Using Snowflake Copilot¶
This topic provides an introduction to what Snowflake Copilot is and how to use it in your data analysis workflow. The examples in this topic uses worksheets but the same steps apply to using Snowflake Copilot in Snowflake Notebooks.
Note
Support for this feature is available to accounts in the following regions:
AWS us-east-1
AWS us-west-2
AWS eu-central-1
Azure eastus2
Introduction¶
Snowflake Copilot is an LLM-powered assistant that simplifies data analysis while maintaining robust data governance, and seamlessly integrates into your existing Snowflake workflow.
Snowflake Copilot is powered by a model fine-tuned by Snowflake that runs securely inside Snowflake Cortex, Snowflake’s intelligent, fully managed AI service. This approach means that your enterprise data and metadata always stay securely inside Snowflake. Snowflake Copilot also fully respects RBAC and provides suggestions based only on the datasets that you can access.

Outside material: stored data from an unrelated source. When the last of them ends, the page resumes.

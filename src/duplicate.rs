// src/duplicate.rs
//! Decides whether a topic was already covered, based on its title.

use tracing::debug;

use crate::archive::ArchiveIndex;
use crate::keywords::{keywords_as_text, KeywordExtractor};
use crate::model::DuplicateStatus;

pub const ALREADY_COVERED: &str = "already covered";
pub const NOT_YET_COVERED: &str = "not yet covered";

#[derive(Debug, Clone)]
pub struct DuplicateDetector {
    extractor: KeywordExtractor,
    index: ArchiveIndex,
}

impl DuplicateDetector {
    pub fn new(extractor: KeywordExtractor, index: ArchiveIndex) -> Self {
        Self { extractor, index }
    }

    pub fn check(&self, title: &str) -> DuplicateStatus {
        let keywords = self.extractor.extract(title);
        match self.index.find_overlap(&keywords) {
            Some(entry) => {
                debug!(
                    target: "duplicate",
                    title,
                    archive_entry = %keywords_as_text(&entry.keywords),
                    "archive overlap"
                );
                DuplicateStatus {
                    is_duplicate: true,
                    duplicate_info: ALREADY_COVERED.to_string(),
                }
            }
            None => DuplicateStatus {
                is_duplicate: false,
                duplicate_info: NOT_YET_COVERED.to_string(),
            },
        }
    }
}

Snowflake Copilot uses natural language requests to enable data analysis from start to finish. To start, Copilot can help answer questions about how your data is structured and guide you in exploring a new dataset. You can then ask Copilot to generate and refine SQL queries to extract useful information from your data. Snowflake Copilot can even help improve your SQL query by recommending optimizations or suggesting fixes for possible issues.
Snowflake Copilot can also help improve your SQL fluency or understanding of Snowflake features. Ask questions about how to perform a task in Snowflake and Copilot will return answers based on the Snowflake documentation.
You can interact with Copilot in SQL Worksheets and Snowflake Notebooks in Snowsight. Using the Copilot panel, you can enter a question, and Snowflake Copilot will reply with an answer. You can run suggested SQL queries in your worksheet or notebook.
Access control requirements¶
The COPILOT_USER database role in the SNOWFLAKE database includes the privileges that allow users to use Snowflake Copilot features. By default, the COPILOT_USER role is granted to the PUBLIC role. The PUBLIC role is automatically granted to all users and roles, so this allows all users in your account to use Snowflake Copilot features.
Users with this privilege will see Ask Copilot in the lower-right corner of their worksheet or notebook and can use the panel to interact with Snowflake Copilot.
Limit access to Copilot¶
If you don’t want all users to have this privilege, you can revoke access to the PUBLIC role and grant access to specific roles.
To revoke the COPILOT_USER database role from the PUBLIC role, run the following command using the ACCOUNTADMIN role:
USE ROLE ACCOUNTADMIN;
REVOKE DATABASE ROLE SNOWFLAKE.COPILOT_USER
FROM ROLE PUBLIC;
A user without this role will not see Ask Copilot in the lower-right corner of their worksheet or notebook. You can switch your active role in the navigation menu on the left to switch to a role that has access to Copilot to see the Ask Copilot menu again. For details, see Switch your active role.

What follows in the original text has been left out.